Color psychology is the study of how the colours we perceive impact our thoughts and feelings. We feel colour! How or what we feel about it, varies from person to person. It’s important to familiarize yourself with the fundamentals of colour psychology before you start defining your brand’s best hues. Once you understand why a colour evokes specific emotions you can harness colour power in your branding to communicate at a subconscious level. Colour choice matters!


Warm & Cool Colours

When you recognize that colour has a temperature, you can understand how choosing all warm or all cool colours in a logo or on your website can impact your message. Some colors give us a sense of serenity and calm; these usually lie within the blue side of the spectrum - that consists of purple and green too, known as the cool side. Others induce rage and make us uncomfortable, or signify passion; these lie within the red spectrum - which includes orange and yellow, known as the warm side.


Colour Meanings

As you embark on your colour journey with deciding what hues will best support your logo, website and brand's identity, it’s helpful to keep in mind the most common colour associations. Colour perception is subjective to each individual, although certain colours can have a very universal significance. This is coded into our reptilian brain, giving us that instinctive feeling of fire being dangerous and the beach being relaxing.

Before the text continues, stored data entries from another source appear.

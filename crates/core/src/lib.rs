//! The mapping evaluation and tabularization engine.
//!
//! A [`MappingConfiguration`] describes which values to pull out of a
//! document and how they nest. The [`Extractor`] evaluates it against a
//! document, recording instance counts in a [`CardinalityTable`]; once every
//! document of a batch has been seen, the table is frozen and
//! [`flatten_document`] turns each extraction into rows with a stable
//! column layout described by [`headers`].

pub mod cardinality;
pub mod definition;
pub mod error;
pub mod extract;
pub mod flatten;
pub mod mapping;
pub mod naming;

pub use cardinality::CardinalityTable;
pub use definition::{ContainerDefinition, MappingConfigurationBuilder, MappingDefinition, ValueDefinition};
pub use error::EngineError;
pub use extract::{DocumentExtraction, ExtractionResult, Extractor};
pub use flatten::{EmptyContainerPolicy, GroupHeader, GroupRows, Row, flatten_document, headers};
pub use mapping::{
    ContainerMapping, Mapping, MappingConfiguration, MappingId, MultiValueBehaviour, OutputGrouping,
    ValueMapping,
};
pub use naming::{ColumnFormat, InlineFormat, ParentContext, column_name};
//! The presence tracker: destination lookups plus the local peer's
//! advertised presence.

use std::collections::HashMap;

use rand::Rng;
use serde::{Deserialize, Serialize};

use crate::{Destination, DestinationDirectory, PresenceError, StaticDirectory};

/// What the platform advertises so friends can find and join us.
#[derive(Debug, Clone, PartialEq, Eq, Serialize, Deserialize)]
pub struct PresenceDescriptor {
    /// Destination `api_name`.
    pub destination: String,
    /// Groups peers that should end up in the same lobby.
    pub lobby_session_id: String,
    /// Groups peers that should end up in the same match.
    pub match_session_id: String,
    /// Whether others may join through this presence.
    pub joinable: bool,
}

/// Resolves destinations and tracks the local peer's presence.
///
/// Starts from a fallback table and replaces it with the directory's
/// answer on a successful [`refresh`](Self::refresh). A failed refresh is
/// logged and the previous table stays.
pub struct PresenceTracker {
    by_name: HashMap<String, Destination>,
    /// region → api_name. First entry per region wins.
    by_region: HashMap<String, String>,
    current: Option<PresenceDescriptor>,
}

impl PresenceTracker {
    /// A tracker that knows the destinations in `fallback`.
    pub fn new(fallback: &StaticDirectory) -> Self {
        let mut tracker = Self {
            by_name: HashMap::new(),
            by_region: HashMap::new(),
            current: None,
        };
        tracker.load(fallback.entries().to_vec());
        tracker
    }

    fn load(&mut self, destinations: Vec<Destination>) {
        self.by_name.clear();
        self.by_region.clear();
        for dest in destinations {
            self.by_region
                .entry(dest.region.clone())
                .or_insert_with(|| dest.api_name.clone());
            self.by_name.insert(dest.api_name.clone(), dest);
        }
    }

    /// Replaces the table with what `directory` reports.
    ///
    /// Returns `false`, keeping the current table, if the directory
    /// failed or returned nothing.
    pub async fn refresh<D: DestinationDirectory>(&mut self, directory: &D) -> bool {
        match directory.destinations().await {
            Ok(destinations) if !destinations.is_empty() => {
                tracing::debug!(count = destinations.len(), "destination table refreshed");
                self.load(destinations);
                true
            }
            Ok(_) => {
                tracing::warn!("destination directory returned no entries, keeping table");
                false
            }
            Err(e) => {
                tracing::warn!(error = %e, "destination directory failed, keeping table");
                false
            }
        }
    }

    pub fn display_name(&self, destination: &str) -> Option<&str> {
        self.by_name
            .get(destination)
            .map(|d| d.display_name.as_str())
    }

    pub fn region(&self, destination: &str) -> Option<&str> {
        self.by_name.get(destination).map(|d| d.region.as_str())
    }

    /// The destination that matches are hosted under in `region`.
    pub fn destination_for_region(&self, region: &str) -> Option<&str> {
        self.by_region.get(region).map(String::as_str)
    }

    /// Builds a new descriptor for `destination` with fresh session ids.
    ///
    /// # Errors
    /// [`PresenceError::UnknownDestination`] if the table doesn't list it.
    pub fn describe(
        &self,
        destination: &str,
        joinable: bool,
    ) -> Result<PresenceDescriptor, PresenceError> {
        if !self.by_name.contains_key(destination) {
            return Err(PresenceError::UnknownDestination(destination.to_string()));
        }
        Ok(PresenceDescriptor {
            destination: destination.to_string(),
            lobby_session_id: session_id(),
            match_session_id: session_id(),
            joinable,
        })
    }

    /// Records that the local peer joined under `descriptor`.
    pub fn join(&mut self, descriptor: PresenceDescriptor) {
        tracing::info!(destination = %descriptor.destination, joinable = descriptor.joinable, "presence set");
        self.current = Some(descriptor);
    }

    /// Clears the local presence. Returns what was advertised.
    pub fn leave(&mut self) -> Option<PresenceDescriptor> {
        let previous = self.current.take();
        if previous.is_some() {
            tracing::info!("presence cleared");
        }
        previous
    }

    pub fn current(&self) -> Option<&PresenceDescriptor> {
        self.current.as_ref()
    }
}

fn session_id() -> String {
    format!("{:016x}", rand::rng().random::<u64>())
}
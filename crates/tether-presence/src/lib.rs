//! Presence and discoverability for Tether.
//!
//! Matchmaking and deep-link joins name *destinations* (`"arena_eu"`), not
//! rooms. This crate resolves a destination to its display name and relay
//! region, finds the destination for a region, and builds the
//! [`PresenceDescriptor`] the platform advertises for the local peer.
//!
//! Nothing here influences host election or migration.

#![allow(async_fn_in_trait)]

mod directory;
mod error;
mod tracker;

pub use directory::{Destination, DestinationDirectory, StaticDirectory};
pub use error::PresenceError;
pub use tracker::{PresenceDescriptor, PresenceTracker};
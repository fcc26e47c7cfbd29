//! Turning coordinator envelopes into relay payloads and back.
//!
//! Relays carry bytes. Which wire format the session uses is a deployment
//! choice, so the wiring is generic over [`Codec`] and defaults to
//! [`JsonCodec`].

use serde::{Serialize, de::DeserializeOwned};

use crate::ProtocolError;

/// Wire format for coordinator traffic.
///
/// Shared between the wiring task and whatever spawns it, hence
/// `Send + Sync + 'static`. Every peer in a room must agree on the codec.
pub trait Codec: Send + Sync + 'static {
    /// Produces the relay payload for `value`.
    ///
    /// # Errors
    /// [`ProtocolError::Encode`] when the value can't be represented.
    fn encode<T: Serialize>(&self, value: &T) -> Result<Vec<u8>, ProtocolError>;

    /// Reads a `T` back from a relay payload.
    ///
    /// # Errors
    /// [`ProtocolError::Decode`] for truncated payloads, foreign traffic
    /// on the same channel, or a peer speaking another schema.
    fn decode<T: DeserializeOwned>(&self, payload: &[u8]) -> Result<T, ProtocolError>;
}

/// JSON on the wire, through `serde_json`.
///
/// A join or departure produces at most three small envelopes, and JSON
/// keeps them legible in relay traces.
///
/// ```rust
/// use tether_protocol::{Codec, CoordinatorMessage, Envelope, JsonCodec, PeerId};
///
/// let update = Envelope {
///     seq: 4,
///     message: CoordinatorMessage::FallbackHost { fallback: Some(PeerId(3)) },
/// };
/// let payload = JsonCodec.encode(&update).unwrap();
/// let back: Envelope = JsonCodec.decode(&payload).unwrap();
/// assert_eq!(back, update);
/// ```
#[cfg(feature = "json")]
#[derive(Debug, Clone, Copy, Default)]
pub struct JsonCodec;

#[cfg(feature = "json")]
impl Codec for JsonCodec {
    fn encode<T: Serialize>(&self, value: &T) -> Result<Vec<u8>, ProtocolError> {
        serde_json::to_vec(value).map_err(ProtocolError::Encode)
    }

    fn decode<T: DeserializeOwned>(&self, payload: &[u8]) -> Result<T, ProtocolError> {
        serde_json::from_slice(payload).map_err(ProtocolError::Decode)
    }
}
//! Notifications the connection machine publishes.

use tether_protocol::PeerId;
use tether_transport::{DisconnectReason, RoomSpec};
use tokio::sync::broadcast;

use crate::{ConnectionState, ConnectionStatus, Role};

/// The room connection a Started/Restored event refers to.
#[derive(Debug, Clone, PartialEq, Eq)]
pub struct SessionInfo {
    /// Our relay-assigned id on this connection.
    pub local_id: PeerId,
    pub room: RoomSpec,
    pub role: Role,
}

/// Everything a subscriber can observe.
///
/// Started/Restored/`RestoreFailed` correspond to the callbacks an
/// application registers for. `PeerJoined`, `PeerLeft` and `Message` are
/// only forwarded while `Connected`.
#[derive(Debug, Clone, PartialEq, Eq)]
pub enum ConnectionEvent {
    StateChanged {
        from: ConnectionState,
        to: ConnectionState,
    },
    HostStarted(SessionInfo),
    ClientStarted(SessionInfo),
    LobbyStarted {
        local_id: PeerId,
        region: String,
    },
    HostRestored(SessionInfo),
    ClientRestored(SessionInfo),
    /// Terminal: the machine gave up and is back in `Disconnected`.
    RestoreFailed(ConnectionStatus),
    PeerJoined(PeerId),
    PeerLeft(PeerId, DisconnectReason),
    Message {
        from: PeerId,
        data: Vec<u8>,
    },
}

impl ConnectionEvent {
    /// The session info of a Started/Restored event.
    pub fn session(&self) -> Option<&SessionInfo> {
        match self {
            Self::HostStarted(info)
            | Self::ClientStarted(info)
            | Self::HostRestored(info)
            | Self::ClientRestored(info) => Some(info),
            _ => None,
        }
    }
}

/// A live subscription to [`ConnectionEvent`]s.
///
/// Dropping it unsubscribes. A subscriber that falls more than
/// `event_buffer` events behind loses the oldest ones; the count is kept
/// until [`take_missed`](Self::take_missed) so consumers that mirror the
/// session can resynchronise from
/// [`ConnectionHandle::session`](crate::ConnectionHandle::session)
/// instead of trusting a gapped history.
pub struct Subscription {
    rx: broadcast::Receiver<ConnectionEvent>,
    missed: u64,
}

impl Subscription {
    pub(crate) fn new(rx: broadcast::Receiver<ConnectionEvent>) -> Self {
        Self { rx, missed: 0 }
    }

    /// The next event, or `None` once the machine has stopped.
    pub async fn recv(&mut self) -> Option<ConnectionEvent> {
        loop {
            match self.rx.recv().await {
                Ok(event) => return Some(event),
                Err(broadcast::error::RecvError::Lagged(skipped)) => self.lagged(skipped),
                Err(broadcast::error::RecvError::Closed) => return None,
            }
        }
    }

    /// The next event if one is already queued.
    pub fn try_recv(&mut self) -> Option<ConnectionEvent> {
        loop {
            match self.rx.try_recv() {
                Ok(event) => return Some(event),
                Err(broadcast::error::TryRecvError::Lagged(skipped)) => self.lagged(skipped),
                Err(_) => return None,
            }
        }
    }

    /// How many events were skipped since the last call, resetting the
    /// count.
    pub fn take_missed(&mut self) -> u64 {
        std::mem::take(&mut self.missed)
    }

    fn lagged(&mut self, skipped: u64) {
        tracing::warn!(skipped, "connection event subscriber lagged");
        self.missed += skipped;
    }
}
//! Error types for the connection layer.

use std::time::Duration;

use crate::ConnectionState;

/// Errors a [`ConnectionHandle`](crate::ConnectionHandle) call can return.
///
/// Relay failures never show up here. They are absorbed by the state
/// machine and, if unrecoverable, reported as
/// [`ConnectionEvent::RestoreFailed`](crate::ConnectionEvent::RestoreFailed).
#[derive(Debug, thiserror::Error)]
pub enum ConnectionError {
    /// The command doesn't make sense in the current state, e.g. `init`
    /// while a migration is running.
    #[error("cannot {op} while {state}")]
    InvalidState {
        op: &'static str,
        state: ConnectionState,
    },

    /// The connection actor has stopped.
    #[error("connection actor is unavailable")]
    Unavailable,

    /// A wait for a particular state gave up.
    #[error("timed out after {0:?} waiting for connection state")]
    Timeout(Duration),
}

/// Errors from waiting on scene readiness.
#[derive(Debug, thiserror::Error)]
pub enum SceneError {
    /// The scene didn't report loaded before the deadline.
    #[error("scene {scene} not loaded after {waited:?}")]
    Timeout { scene: String, waited: Duration },
}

Some of the below associations can differ from culture, religion and counties, meaning they aren't always universal.


In order of the colour wheel, we have listed the primary colours first (colours that cannot be made), followed by the secondary colours (made by mixing equal amounts of two primary colours together), then the tertiary colours (made by mixing equal amounts of a primary colour and a secondary colour together). Neutral colours such as black, white, greys, and browns, are colours that are not found on the colour wheel. They're commonly combined with brighter accent colors but they can also be used on their own in designs.










Your Colour Journey

People like simplicity; it makes your content easier to understand if they don't have to interpret it through too many colours. Keeping your colour combinations simple will help you in the long run. Too many colours can add or take away from your message, leaving your customer confused and overwhelmed! A colour palette should have one base colour, one accent colour, and one neutral colour. You can also choose to opt for one or two supporting colours, rounding your colour palette up to four or five hues.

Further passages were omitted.